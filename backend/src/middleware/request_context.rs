// backend/src/middleware/request_context.rs

use std::time::Instant;

use axum::{extract::Request, http::HeaderValue, middleware::Next, response::Response};
use tracing::info;
use uuid::Uuid;

/// Tags every response with a request id and its wall-clock processing
/// time in seconds, and emits one completion log line per request.
pub async fn request_context_middleware(request: Request, next: Next) -> Response {
    let request_id = Uuid::new_v4();
    let method = request.method().clone();
    let path = request.uri().path().to_string();
    let start = Instant::now();

    let mut response = next.run(request).await;

    let process_time = start.elapsed().as_secs_f64();
    if let Ok(value) = HeaderValue::from_str(&format!("{process_time:.4}")) {
        response.headers_mut().insert("x-process-time", value);
    }
    if let Ok(value) = HeaderValue::from_str(&request_id.to_string()) {
        response.headers_mut().insert("x-request-id", value);
    }

    info!(
        %request_id,
        %method,
        path,
        status = response.status().as_u16(),
        process_time,
        "request completed"
    );

    response
}
use std::sync::Arc;

use serde_json::json;
use tracing::{info, warn};

use crate::config::Config;
use crate::errors::AppError;
use crate::llm::AiClient;
use crate::models::analysis::{CompositeAnalysis, RiskLevel, TriageAction};
use crate::models::messages::{ChatTurn, ClientInfo};

use super::event_agent::EventAgent;
use super::response_agent::ResponseAgent;
use super::retry::RetryPolicy;
use super::risk_agent::RiskAgent;
use super::sentiment_agent::SentimentAgent;
use super::task::TaskRunner;
use super::triage_agent::TriageAgent;

/// Drives the analysis task graph over one inbound message:
///
/// ```text
///        +--> triage ----+--> risk --+--> response (gated)
/// input -+--> sentiment -+           |
///        +--> event -----+-----------+--> CompositeAnalysis
/// ```
///
/// The three left-hand tasks run concurrently and are joined; risk consumes
/// the triage outcome; the response draft is gated by
/// `should_generate_response`. Any failure past the input preconditions is
/// absorbed into the conservative fallback result: the caller always gets a
/// composite, never an inference error.
#[derive(Clone)]
pub struct AnalysisOrchestrator {
    triage: TriageAgent,
    risk: RiskAgent,
    sentiment: SentimentAgent,
    event: EventAgent,
    response: ResponseAgent,
}

impl AnalysisOrchestrator {
    pub fn new(client: Arc<dyn AiClient>, config: &Config) -> Self {
        let retry = RetryPolicy::new(config.agent_max_retries, config.agent_backoff_factor);
        let analysis_runner =
            TaskRunner::new(Arc::clone(&client), config.agent_model.clone(), retry);
        let response_runner = TaskRunner::new(client, config.response_model.clone(), retry);

        Self {
            triage: TriageAgent::new(analysis_runner.clone()),
            risk: RiskAgent::new(analysis_runner.clone()),
            sentiment: SentimentAgent::new(analysis_runner.clone()),
            event: EventAgent::new(analysis_runner),
            response: ResponseAgent::new(response_runner),
        }
    }

    /// Analyzes the latest message of `history` for `client_info`.
    ///
    /// # Errors
    ///
    /// Only `InvalidInput` (empty history, or a latest message with no
    /// content) escapes this method, raised before any inference call. Every
    /// pipeline failure becomes a fallback composite instead.
    pub async fn analyze(
        &self,
        client_info: &ClientInfo,
        history: &[ChatTurn],
    ) -> Result<CompositeAnalysis, AppError> {
        let latest = history.last().ok_or_else(|| {
            AppError::InvalidInput("conversation history cannot be empty".to_string())
        })?;
        let message = latest.content.trim();
        if message.is_empty() {
            return Err(AppError::InvalidInput(
                "latest message has no content".to_string(),
            ));
        }

        let analysis = match self.run_pipeline(message, history).await {
            Ok(analysis) => analysis,
            Err(error) => {
                warn!(
                    client_id = %client_info.client_id,
                    %error,
                    "analysis pipeline failed, substituting fallback verdict"
                );
                CompositeAnalysis::fallback(&error)
            }
        };

        report_outcome(client_info, &analysis);
        Ok(analysis)
    }

    async fn run_pipeline(
        &self,
        message: &str,
        history: &[ChatTurn],
    ) -> Result<CompositeAnalysis, AppError> {
        // Fan out the three independent tasks and join on all of them. This
        // is a join, not a race: every branch must resolve before risk runs.
        let (triage, sentiment, event) = tokio::join!(
            self.triage.classify(message),
            self.sentiment.read(message),
            self.event.detect(message),
        );
        let action = triage?;
        let sentiment = sentiment?;
        let event = event?;

        // Risk consumes the triage outcome, so it cannot join the fan-out.
        let risk = self.risk.assess(message, action).await?;

        let response_to_send = if should_generate_response(action, risk.level) {
            Some(self.response.draft(history, action, risk.level).await?)
        } else {
            None
        };

        let full_analysis = json!({
            "primary_action": action,
            "risk_update": risk.level,
            "sentiment": sentiment.label,
            "event_detection": event,
        });

        Ok(CompositeAnalysis {
            action,
            risk_update: risk.level,
            risk_score: risk.score,
            sentiment: sentiment.label,
            sentiment_score: sentiment.score,
            response_to_send,
            event_detection: event,
            full_analysis,
        })
    }
}

/// Decision table for the response gate. The two skip rules guard the
/// highest-risk path: never auto-reply to pure filler, and never auto-reply
/// when an urgent flag coincides with high retention risk.
#[must_use]
pub const fn should_generate_response(action: TriageAction, risk: RiskLevel) -> bool {
    match (action, risk) {
        (TriageAction::Ignore, _) => false,
        (TriageAction::Flag, RiskLevel::High) => false,
        (TriageAction::Flag, RiskLevel::Low | RiskLevel::Medium) => true,
        (TriageAction::Respond, _) => true,
    }
}

/// Fire-and-forget outcome log. Spawned, never awaited; it can neither delay
/// nor fail the response.
fn report_outcome(client_info: &ClientInfo, analysis: &CompositeAnalysis) {
    let client_id = client_info.client_id.clone();
    let action = analysis.action;
    let risk = analysis.risk_update;
    let sentiment = analysis.sentiment;
    let has_event = analysis.event_detection.has_event;
    let degraded = analysis.is_degraded();
    tokio::spawn(async move {
        info!(
            client_id = %client_id,
            action = %action,
            risk = %risk,
            sentiment = %sentiment,
            has_event,
            degraded,
            "message analysis completed"
        );
    });
}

#####

=== Try it ===
Report all lines in the listing above that contain the word "cannot".

=== Answer for the task ===
            AppError::InvalidInput("conversation history cannot be empty".to_string())
        // Risk consumes the triage outcome, so it cannot join the fan-out.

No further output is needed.